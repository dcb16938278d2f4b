//! Deterministic fallback strategy.
//!
//! Engaged whenever the advisory path is unavailable. A pure function of the
//! turn's inputs: identical inputs always produce the identical action, so a
//! flaky advisory service degrades a match gracefully instead of randomly.

use super::legalize::clamp_raise;
use crate::game::cards;
use crate::game::entities::{self, Chips, DecisionKind, FinalAction, LegalAction};
use std::fmt;

/// A medium holding calls at most this fraction of the stack: call amounts
/// above stack / 5 fold instead.
const MEDIUM_CALL_STACK_DIVISOR: Chips = 5;

/// Hole-card classification used by the fallback.
#[derive(Clone, Copy, Debug, Eq, PartialEq)]
pub enum Holding {
    /// Pair of tens or better.
    StrongPair,
    /// Same suit, ranks within four of each other.
    SuitedConnector,
    /// Pair of sevens through nines.
    MediumPair,
    /// Same suit, ranks far apart.
    Suited,
    /// Offsuit, ranks within four of each other and both at least seven.
    Connector,
    /// Highest card is a queen or better.
    HighCard,
    /// Pair below sevens.
    SmallPair,
    /// Everything else.
    Junk,
    /// Fewer than two cards, or codes that do not parse.
    Unreadable,
}

/// Strength tier a holding plays at.
#[derive(Clone, Copy, Debug, Eq, PartialEq)]
pub enum Tier {
    Strong,
    Medium,
    Weak,
}

impl Holding {
    pub fn tier(&self) -> Tier {
        match self {
            Self::StrongPair | Self::SuitedConnector => Tier::Strong,
            Self::MediumPair | Self::Suited | Self::Connector | Self::HighCard => Tier::Medium,
            Self::SmallPair | Self::Junk | Self::Unreadable => Tier::Weak,
        }
    }
}

impl fmt::Display for Holding {
    fn fmt(&self, f: &mut fmt::Formatter) -> fmt::Result {
        let repr = match self {
            Self::StrongPair => "strong pair",
            Self::SuitedConnector => "suited connector",
            Self::MediumPair => "medium pair",
            Self::Suited => "suited",
            Self::Connector => "connector",
            Self::HighCard => "high card",
            Self::SmallPair => "small pair",
            Self::Junk => "junk",
            Self::Unreadable => "unreadable",
        };
        write!(f, "{repr}")
    }
}

/// Classifies a two-card holding from its raw card codes.
pub fn classify_holding(hole_cards: &[String]) -> Holding {
    if hole_cards.len() < 2 {
        return Holding::Unreadable;
    }
    let (Some((rank1, suit1)), Some((rank2, suit2))) = (
        cards::split_code(&hole_cards[0]),
        cards::split_code(&hole_cards[1]),
    ) else {
        return Holding::Unreadable;
    };

    let v1 = cards::rank_value(rank1);
    let v2 = cards::rank_value(rank2);

    if v1 == v2 {
        if v1 >= 10 {
            Holding::StrongPair
        } else if v1 >= 7 {
            Holding::MediumPair
        } else {
            Holding::SmallPair
        }
    } else if suit1.eq_ignore_ascii_case(&suit2) {
        if v1.abs_diff(v2) <= 4 {
            Holding::SuitedConnector
        } else {
            Holding::Suited
        }
    } else if v1.abs_diff(v2) <= 4 && v1.min(v2) >= 7 {
        Holding::Connector
    } else if v1.max(v2) >= 12 {
        Holding::HighCard
    } else {
        Holding::Junk
    }
}

/// Decides a turn without the advisory service.
///
/// Strong holdings take the minimum of the raise window (resolved through the
/// same clamp table the legalizer uses, so a collapsed window still comes out
/// legal), else call. Medium holdings call when the price is within a fifth
/// of the stack. Everything else folds.
pub fn fallback_decision(
    hole_cards: &[String],
    community_cards: &[String],
    stack: Chips,
    call_amount: Chips,
    legal: &[LegalAction],
) -> FinalAction {
    let holding = classify_holding(hole_cards);
    log::debug!(
        "fallback engaged: hole {}, board {}, holding {holding}",
        cards::format_cards(hole_cards),
        cards::format_cards(community_cards),
    );

    let fold = FinalAction {
        kind: DecisionKind::Fold,
        amount: 0,
        all_in: false,
    };

    match holding.tier() {
        Tier::Strong => {
            if let Some((min, max)) = entities::find_raise(legal) {
                let (amount, all_in) = clamp_raise(Some(min), min, max, stack);
                return FinalAction {
                    kind: DecisionKind::Raise,
                    amount,
                    all_in,
                };
            }
            match entities::find_call(legal) {
                Some(amount) => FinalAction {
                    kind: DecisionKind::Call,
                    amount,
                    all_in: false,
                },
                None => fold,
            }
        }
        Tier::Medium => match entities::find_call(legal) {
            Some(amount) if call_amount.saturating_mul(MEDIUM_CALL_STACK_DIVISOR) <= stack => {
                FinalAction {
                    kind: DecisionKind::Call,
                    amount,
                    all_in: false,
                }
            }
            _ => fold,
        },
        Tier::Weak => fold,
    }
}

#[cfg(test)]
mod tests {
    use super::*;
    use crate::game::entities::LegalAction::{Call, Fold, Raise};

    fn codes(raw: &[&str]) -> Vec<String> {
        raw.iter().map(|c| c.to_string()).collect()
    }

    fn menu() -> Vec<LegalAction> {
        vec![
            Fold,
            Call(20),
            Raise {
                min: 40,
                max: Some(1000),
            },
        ]
    }

    #[test]
    fn test_classification_table() {
        let cases = [
            (&["AS", "AH"][..], Holding::StrongPair),
            (&["TS", "TD"], Holding::StrongPair),
            (&["9S", "9D"], Holding::MediumPair),
            (&["7C", "7H"], Holding::MediumPair),
            (&["5C", "5H"], Holding::SmallPair),
            (&["AS", "KS"], Holding::SuitedConnector),
            (&["8H", "6H"], Holding::SuitedConnector),
            (&["AH", "2H"], Holding::Suited),
            (&["9C", "8D"], Holding::Connector),
            (&["TD", "7C"], Holding::Connector),
            (&["AC", "7D"], Holding::HighCard),
            (&["QD", "3C"], Holding::HighCard),
            (&["9H", "3C"], Holding::Junk),
            (&["2D", "7S"], Holding::Junk),
            (&["AS"], Holding::Unreadable),
            (&["A", "KH"], Holding::Unreadable),
        ];
        for (hole, expected) in cases {
            assert_eq!(classify_holding(&codes(hole)), expected, "hole {hole:?}");
        }
    }

    #[test]
    fn test_strong_holding_raises_the_window_minimum() {
        let action = fallback_decision(&codes(&["AS", "AH"]), &[], 1000, 20, &menu());
        assert_eq!(
            action,
            FinalAction {
                kind: DecisionKind::Raise,
                amount: 40,
                all_in: false,
            }
        );
    }

    #[test]
    fn test_strong_holding_calls_when_raise_is_not_legal() {
        let legal = vec![Fold, Call(20)];
        let action = fallback_decision(&codes(&["AS", "AH"]), &[], 1000, 20, &legal);
        assert_eq!(action.kind, DecisionKind::Call);
        assert_eq!(action.amount, 20);
    }

    #[test]
    fn test_strong_holding_folds_with_no_raise_or_call() {
        let legal = vec![Fold];
        let action = fallback_decision(&codes(&["AS", "AH"]), &[], 1000, 0, &legal);
        assert_eq!(action.kind, DecisionKind::Fold);
    }

    #[test]
    fn test_medium_holding_calls_a_cheap_price() {
        // 20 is exactly a fifth of 100: boundary inclusive.
        let action = fallback_decision(&codes(&["9S", "9D"]), &[], 100, 20, &menu());
        assert_eq!(action.kind, DecisionKind::Call);
    }

    #[test]
    fn test_medium_holding_folds_an_expensive_price() {
        let action = fallback_decision(&codes(&["9S", "9D"]), &[], 99, 20, &menu());
        assert_eq!(action.kind, DecisionKind::Fold);
    }

    #[test]
    fn test_weak_holding_folds() {
        let action = fallback_decision(&codes(&["9H", "3C"]), &[], 1000, 20, &menu());
        assert_eq!(action.kind, DecisionKind::Fold);
        assert_eq!(action.amount, 0);
    }

    #[test]
    fn test_unreadable_cards_fold() {
        let action = fallback_decision(&[], &[], 1000, 20, &menu());
        assert_eq!(action.kind, DecisionKind::Fold);
    }

    #[test]
    fn test_collapsed_window_still_comes_out_legal() {
        let legal = vec![
            Fold,
            Call(20),
            Raise {
                min: 80,
                max: Some(55),
            },
        ];
        let action = fallback_decision(&codes(&["AS", "AH"]), &[], 55, 20, &legal);
        assert_eq!(action.amount, 55);
        assert!(action.all_in);
    }

    #[test]
    fn test_determinism() {
        let hole = codes(&["QD", "JD"]);
        let board = codes(&["2H", "7D", "KS"]);
        let first = fallback_decision(&hole, &board, 500, 60, &menu());
        for _ in 0..10 {
            assert_eq!(fallback_decision(&hole, &board, 500, 60, &menu()), first);
        }
    }
}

Directions: Check the listing above for lines containing the string "through", and copy each one.

Exercise response:
    /// Pair of sevens through nines.
/// Strong holdings take the minimum of the raise window (resolved through the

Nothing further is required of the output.